# The impact of absent vulvar cancer screening guidelines on outcomes of vulvar squamous cell carcinoma: a national cancer database study

**Authors:** Grace Folino, Elizabeth Byrne, Mary Kate Eiden, Mya Vasa, Peter Silberstein, Marco DiBlasi

PMC · DOI: 10.1007/s10552-026-02141-4 · Cancer Causes & Control · 2026-02-25

## TL;DR

This study finds that older patients with vulvar cancer have worse outcomes, suggesting a need for better screening guidelines for vulvar squamous cell carcinoma.

## Contribution

The study identifies a significant survival disparity in older VSCC patients and highlights the lack of screening guidelines for this population.

## Key findings

- Patients aged ≥75 had a 330% higher risk of mortality compared to the 50–64 age group.
- Older patients (≥65) were more likely to have advanced-stage vulvar squamous cell carcinoma.
- Survival outcomes worsened with increasing age, with the oldest cohort having the lowest mean survival.

## Abstract

To analyze current vulvar squamous cell carcinoma (VSCC) data with respect to age groups and determine if gynecologic cancer screening guidelines address the burden of VSCC on the ≥ 65 cohort.
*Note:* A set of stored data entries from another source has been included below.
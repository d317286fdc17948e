//! TUI rendering and terminal management (impure shell).
//!
//! The demo binding: a ratatui table as the render target, a one-line
//! paging bar as the paging control, and a crossterm event loop that
//! translates key presses into the engine's paging and sort events.

pub mod paging_bar;
pub mod table;

pub use paging_bar::PagingBar;
pub use table::{Column, TableRow, TableView, TableWidget};

use crate::model::PagerError;
use crate::source::demo::Employee;
use crate::source::VecSource;
use crate::state::{EventFlow, PagingControl, PagingOrchestrator};
use crossterm::{
    event::{self, Event, KeyCode, KeyEvent, KeyEventKind, KeyModifiers},
    terminal::{disable_raw_mode, enable_raw_mode, EnterAlternateScreen, LeaveAlternateScreen},
    ExecutableCommand,
};
use ratatui::{
    backend::{Backend, CrosstermBackend},
    layout::{Constraint, Direction, Layout},
    widgets::Paragraph,
    Frame, Terminal,
};
use std::io::{self, Stdout};
use std::time::Duration;
use thiserror::Error;
use tracing::debug;

/// Errors that can occur during TUI operations.
#[derive(Debug, Error)]
pub enum TuiError {
    /// IO error during terminal operations.
    #[error("Terminal IO error: {0}")]
    Io(#[from] io::Error),

    /// The paging engine failed.
    #[error("Paging error: {0}")]
    Pager(#[from] PagerError),
}

/// The engine as wired by the demo binary.
pub type DemoPager =
    PagingOrchestrator<Employee, PagingBar, TableView<Employee>, VecSource<Employee>>;

/// Columns of the demo employee table.
///
/// The id, name, age and joined columns are sort-enabled; the department
/// column deliberately is not, to show suppressed sort interactions.
pub fn demo_columns() -> Vec<Column> {
    vec![
        Column::sorted_by("Id", "id"),
        Column::sorted_by("Name", "name"),
        Column::unsorted("Department"),
        Column::sorted_by("Age", "age"),
        Column::sorted_by("Joined", "joined"),
    ]
}

/// Demo TUI application.
///
/// Generic over backend to support testing with `TestBackend`.
pub struct TuiApp<B>
where
    B: Backend,
{
    terminal: Terminal<B>,
    pager: DemoPager,
    status: Option<String>,
}

impl TuiApp<CrosstermBackend<Stdout>> {
    /// Create and initialize a new TUI application.
    ///
    /// Sets up the terminal in raw mode with the alternate screen, then
    /// runs the engine's one-time initialization (which performs the eager
    /// first fetch unless configured lazy).
    pub fn new(mut pager: DemoPager) -> Result<Self, TuiError> {
        enable_raw_mode()?;
        let mut stdout = io::stdout();
        stdout.execute(EnterAlternateScreen)?;
        let backend = CrosstermBackend::new(stdout);
        let terminal = Terminal::new(backend)?;

        pager.initialize()?;

        Ok(Self {
            terminal,
            pager,
            status: None,
        })
    }

    /// Run the main event loop; returns when the user quits.
    pub fn run(&mut self) -> Result<(), TuiError> {
        const POLL_INTERVAL: Duration = Duration::from_millis(250);

        self.draw()?;
        loop {
            if !event::poll(POLL_INTERVAL)? {
                continue;
            }
            match event::read()? {
                Event::Key(key) => {
                    if self.handle_key(key)? {
                        return Ok(());
                    }
                    self.draw()?;
                }
                Event::Resize(_, _) => self.draw()?,
                _ => {}
            }
        }
    }
}

impl<B: Backend> TuiApp<B> {
    /// Handle one key press. Returns `true` when the user quits.
    fn handle_key(&mut self, key: KeyEvent) -> Result<bool, TuiError> {
        if key.kind == KeyEventKind::Release {
            return Ok(false);
        }
        if key.code == KeyCode::Char('c') && key.modifiers.contains(KeyModifiers::CONTROL) {
            return Ok(true);
        }

        self.status = None;
        match key.code {
            KeyCode::Char('q') | KeyCode::Esc => return Ok(true),
            KeyCode::Left => {
                let index = self.pager.paging().active_index();
                if index > 0 {
                    self.pager.handle_paging_event(index - 1)?;
                }
            }
            KeyCode::Right => {
                let index = self.pager.paging().active_index();
                let pages = self.pager.paging().total_pages();
                if (index as u64 + 1) < pages {
                    self.pager.handle_paging_event(index + 1)?;
                }
            }
            KeyCode::Home => self.pager.handle_paging_event(0)?,
            KeyCode::End => {
                let pages = self.pager.paging().total_pages();
                if pages > 0 {
                    self.pager.handle_paging_event(pages as usize - 1)?;
                }
            }
            KeyCode::Char('d') => {
                // Shrink the data set underneath the view, then re-fetch the
                // page we are on; trailing pages may now be empty and the
                // engine retreats on its own.
                self.pager.source_mut().delete_last(5);
                let index = self.pager.paging().active_index();
                self.pager.handle_paging_event(index)?;
                self.status = Some("Deleted 5 records".to_string());
            }
            KeyCode::Char('r') => {
                let index = self.pager.paging().active_index();
                self.pager.handle_paging_event(index)?;
            }
            KeyCode::Char(c @ '1'..='9') => {
                let column = (c as usize) - ('1' as usize);
                self.fire_sort(column)?;
            }
            _ => {}
        }
        Ok(false)
    }

    /// Fire a header-sort interaction for `column`.
    fn fire_sort(&mut self, column: usize) -> Result<(), TuiError> {
        let token = self.pager.view().direction_token(column);
        debug!(column, token, "Header interaction");
        match self.pager.handle_sort_event(column, token)? {
            EventFlow::Handled => {
                if let Some(direction) = self.pager.active_sort().map(|sort| sort.direction()) {
                    self.pager.view_mut().mark_sorted(column, direction);
                }
            }
            EventFlow::Suppressed => {
                self.status = Some("Column is not sortable".to_string());
            }
        }
        Ok(())
    }

    fn draw(&mut self) -> Result<(), TuiError> {
        let pager = &self.pager;
        let status = self.status.clone();
        self.terminal.draw(|frame| {
            render_pager(frame, pager, status.as_deref());
        })?;
        Ok(())
    }
}

/// Render the table, the paging bar and the key help into `frame`.
pub fn render_pager(frame: &mut Frame<'_>, pager: &DemoPager, status: Option<&str>) {
    let chunks = Layout::default()
        .direction(Direction::Vertical)
        .constraints([
            Constraint::Min(3),
            Constraint::Length(1),
            Constraint::Length(1),
        ])
        .split(frame.area());

    match pager.view().widget() {
        TableWidget::Rows(table) => frame.render_widget(table, chunks[0]),
        TableWidget::Empty(paragraph) => frame.render_widget(paragraph, chunks[0]),
    }

    frame.render_widget(Paragraph::new(pager.paging().render()), chunks[1]);

    let help = status
        .map(str::to_string)
        .unwrap_or_else(|| "←/→ page · Home/End jump · 1-5 sort column · d delete · q quit".to_string());
    frame.render_widget(Paragraph::new(help), chunks[2]);
}

/// Restore terminal to normal state.
///
/// Disables raw mode and leaves the alternate screen.
pub fn restore_terminal() -> Result<(), TuiError> {
    disable_raw_mode()?;
    io::stdout().execute(LeaveAlternateScreen)?;
    Ok(())
}

#[cfg(test)]
mod tests {
    use super::*;

    #[test]
    fn tui_error_from_io_error() {
        let io_err = io::Error::other("test error");
        let err: TuiError = io_err.into();
        assert!(err.to_string().contains("Terminal IO error"));
    }

    #[test]
    fn tui_error_from_pager_error() {
        let err: TuiError = PagerError::AlreadyInitialized.into();
        assert!(err.to_string().contains("Paging error"));
    }

    #[test]
    fn demo_columns_bind_sortable_fields() {
        let columns = demo_columns();
        assert_eq!(columns.len(), 5);
        assert_eq!(columns[2].caption(), "Department");
    }
}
Patient data from 2004 to 2021 was identified from the National Cancer Database using ICD-10 codes specific for the vulva, and ICD-O-3 histology codes for squamous cell carcinoma or premalignant vulvar intraepithelial neoplasia Grade III. GraphPad Prism and IBM SPSS were used to analyze variable frequency with cross analysis. Chi-squared tests, Kaplan–Meier survival curves with log-rank comparison, and Cox proportional hazard regression models were utilized for statistical analysis. For regression models of hazard ratios (HRs) and odds ratios (ORs), the 50–64-year-old cohort was used as a reference variable.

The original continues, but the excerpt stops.